Task requirements = Reprint every line of the data, keeping each character intact.

Content starts

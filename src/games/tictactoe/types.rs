//! Core domain types for tic-tac-toe.

use derive_more::{Display, Error};
use serde::{Deserialize, Serialize};

/// Number of squares on the board.
pub const BOARD_LEN: usize = 9;

/// A mark placed on the board.
#[derive(Debug, Clone, Copy, PartialEq, Eq, Hash, Serialize, Deserialize, Display)]
pub enum Mark {
    /// Mark X (moves first, always the human against the bot).
    X,
    /// Mark O.
    O,
}

impl Mark {
    /// Returns the other mark.
    pub fn opponent(self) -> Self {
        match self {
            Mark::X => Mark::O,
            Mark::O => Mark::X,
        }
    }
}

/// A square on the tic-tac-toe board.
///
/// On the wire a square is `""`, `"X"` or `"O"`.
#[derive(Debug, Clone, Copy, PartialEq, Eq, Hash, Serialize, Deserialize)]
#[serde(try_from = "String", into = "&'static str")]
pub enum Square {
    /// Empty square.
    Empty,
    /// Square holding a mark.
    Occupied(Mark),
}

impl Square {
    /// Returns the mark in this square, if any.
    pub fn mark(self) -> Option<Mark> {
        match self {
            Square::Empty => None,
            Square::Occupied(mark) => Some(mark),
        }
    }

    /// Wire label of this square.
    pub fn as_str(self) -> &'static str {
        match self {
            Square::Empty => "",
            Square::Occupied(Mark::X) => "X",
            Square::Occupied(Mark::O) => "O",
        }
    }
}

impl From<Square> for &'static str {
    fn from(square: Square) -> Self {
        square.as_str()
    }
}

/// A square label that is neither empty, `X` nor `O`.
#[derive(Debug, Clone, PartialEq, Eq, Display, Error)]
#[display("Unknown square label {:?}", label)]
pub struct SquareLabelError {
    /// The rejected label.
    pub label: String,
}

impl TryFrom<String> for Square {
    type Error = SquareLabelError;

    fn try_from(label: String) -> Result<Self, Self::Error> {
        match label.as_str() {
            "" => Ok(Square::Empty),
            "X" => Ok(Square::Occupied(Mark::X)),
            "O" => Ok(Square::Occupied(Mark::O)),
            _ => Err(SquareLabelError { label }),
        }
    }
}

/// 3x3 tic-tac-toe board.
///
/// Serializes as a bare 9-element array.
#[derive(Debug, Clone, PartialEq, Eq, Serialize, Deserialize)]
#[serde(transparent)]
pub struct Board {
    /// Squares in row-major order (0-8).
    squares: [Square; BOARD_LEN],
}

impl Board {
    /// Creates a new empty board.
    pub fn new() -> Self {
        Self {
            squares: [Square::Empty; BOARD_LEN],
        }
    }

    /// Builds a board from row-major squares.
    pub fn from_squares(squares: [Square; BOARD_LEN]) -> Self {
        Self { squares }
    }

    /// Gets the square at the given index (0-8).
    pub fn get(&self, index: usize) -> Option<Square> {
        self.squares.get(index).copied()
    }

    /// Sets the square at the given index.
    pub fn set(&mut self, index: usize, square: Square) -> Result<(), &'static str> {
        let slot = self
            .squares
            .get_mut(index)
            .ok_or("Position out of bounds")?;
        *slot = square;
        Ok(())
    }

    /// Checks if a square is empty.
    pub fn is_empty(&self, index: usize) -> bool {
        matches!(self.get(index), Some(Square::Empty))
    }

    /// Number of empty squares.
    pub fn empty_count(&self) -> usize {
        self.squares.iter().filter(|s| **s == Square::Empty).count()
    }

    /// Returns all squares as a slice.
    pub fn squares(&self) -> &[Square; BOARD_LEN] {
        &self.squares
    }
}

impl Default for Board {
    fn default() -> Self {
        Self::new()
    }
}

Content ends

Task output =
filename src/games/tictactoe/types.rs
//! Core domain types for tic-tac-toe.

use derive_more::{Display, Error};
use serde::{Deserialize, Serialize};

/// Number of squares on the board.
pub const BOARD_LEN: usize = 9;

/// A mark placed on the board.
#[derive(Debug, Clone, Copy, PartialEq, Eq, Hash, Serialize, Deserialize, Display)]
pub enum Mark {
    /// Mark X (moves first, always the human against the bot).
    X,
    /// Mark O.
    O,
}

impl Mark {
    /// Returns the other mark.
    pub fn opponent(self) -> Self {
        match self {
            Mark::X => Mark::O,
            Mark::O => Mark::X,
        }
    }
}

/// A square on the tic-tac-toe board.
///
/// On the wire a square is `""`, `"X"` or `"O"`.
#[derive(Debug, Clone, Copy, PartialEq, Eq, Hash, Serialize, Deserialize)]
#[serde(try_from = "String", into = "&'static str")]
pub enum Square {
    /// Empty square.
    Empty,
    /// Square holding a mark.
    Occupied(Mark),
}

impl Square {
    /// Returns the mark in this square, if any.
    pub fn mark(self) -> Option<Mark> {
        match self {
            Square::Empty => None,
            Square::Occupied(mark) => Some(mark),
        }
    }

    /// Wire label of this square.
    pub fn as_str(self) -> &'static str {
        match self {
            Square::Empty => "",
            Square::Occupied(Mark::X) => "X",
            Square::Occupied(Mark::O) => "O",
        }
    }
}

impl From<Square> for &'static str {
    fn from(square: Square) -> Self {
        square.as_str()
    }
}

/// A square label that is neither empty, `X` nor `O`.
#[derive(Debug, Clone, PartialEq, Eq, Display, Error)]
#[display("Unknown square label {:?}", label)]
pub struct SquareLabelError {
    /// The rejected label.
    pub label: String,
}

impl TryFrom<String> for Square {
    type Error = SquareLabelError;

    fn try_from(label: String) -> Result<Self, Self::Error> {
        match label.as_str() {
            "" => Ok(Square::Empty),
            "X" => Ok(Square::Occupied(Mark::X)),
            "O" => Ok(Square::Occupied(Mark::O)),
            _ => Err(SquareLabelError { label }),
        }
    }
}

/// 3x3 tic-tac-toe board.
///
/// Serializes as a bare 9-element array.
#[derive(Debug, Clone, PartialEq, Eq, Serialize, Deserialize)]
#[serde(transparent)]
pub struct Board {
    /// Squares in row-major order (0-8).
    squares: [Square; BOARD_LEN],
}

impl Board {
    /// Creates a new empty board.
    pub fn new() -> Self {
        Self {
            squares: [Square::Empty; BOARD_LEN],
        }
    }

    /// Builds a board from row-major squares.
    pub fn from_squares(squares: [Square; BOARD_LEN]) -> Self {
        Self { squares }
    }

    /// Gets the square at the given index (0-8).
    pub fn get(&self, index: usize) -> Option<Square> {
        self.squares.get(index).copied()
    }

    /// Sets the square at the given index.
    pub fn set(&mut self, index: usize, square: Square) -> Result<(), &'static str> {
        let slot = self
            .squares
            .get_mut(index)
            .ok_or("Position out of bounds")?;
        *slot = square;
        Ok(())
    }

    /// Checks if a square is empty.
    pub fn is_empty(&self, index: usize) -> bool {
        matches!(self.get(index), Some(Square::Empty))
    }

    /// Number of empty squares.
    pub fn empty_count(&self) -> usize {
        self.squares.iter().filter(|s| **s == Square::Empty).count()
    }

    /// Returns all squares as a slice.
    pub fn squares(&self) -> &[Square; BOARD_LEN] {
        &self.squares
    }
}

impl Default for Board {
    fn default() -> Self {
        Self::new()
    }
}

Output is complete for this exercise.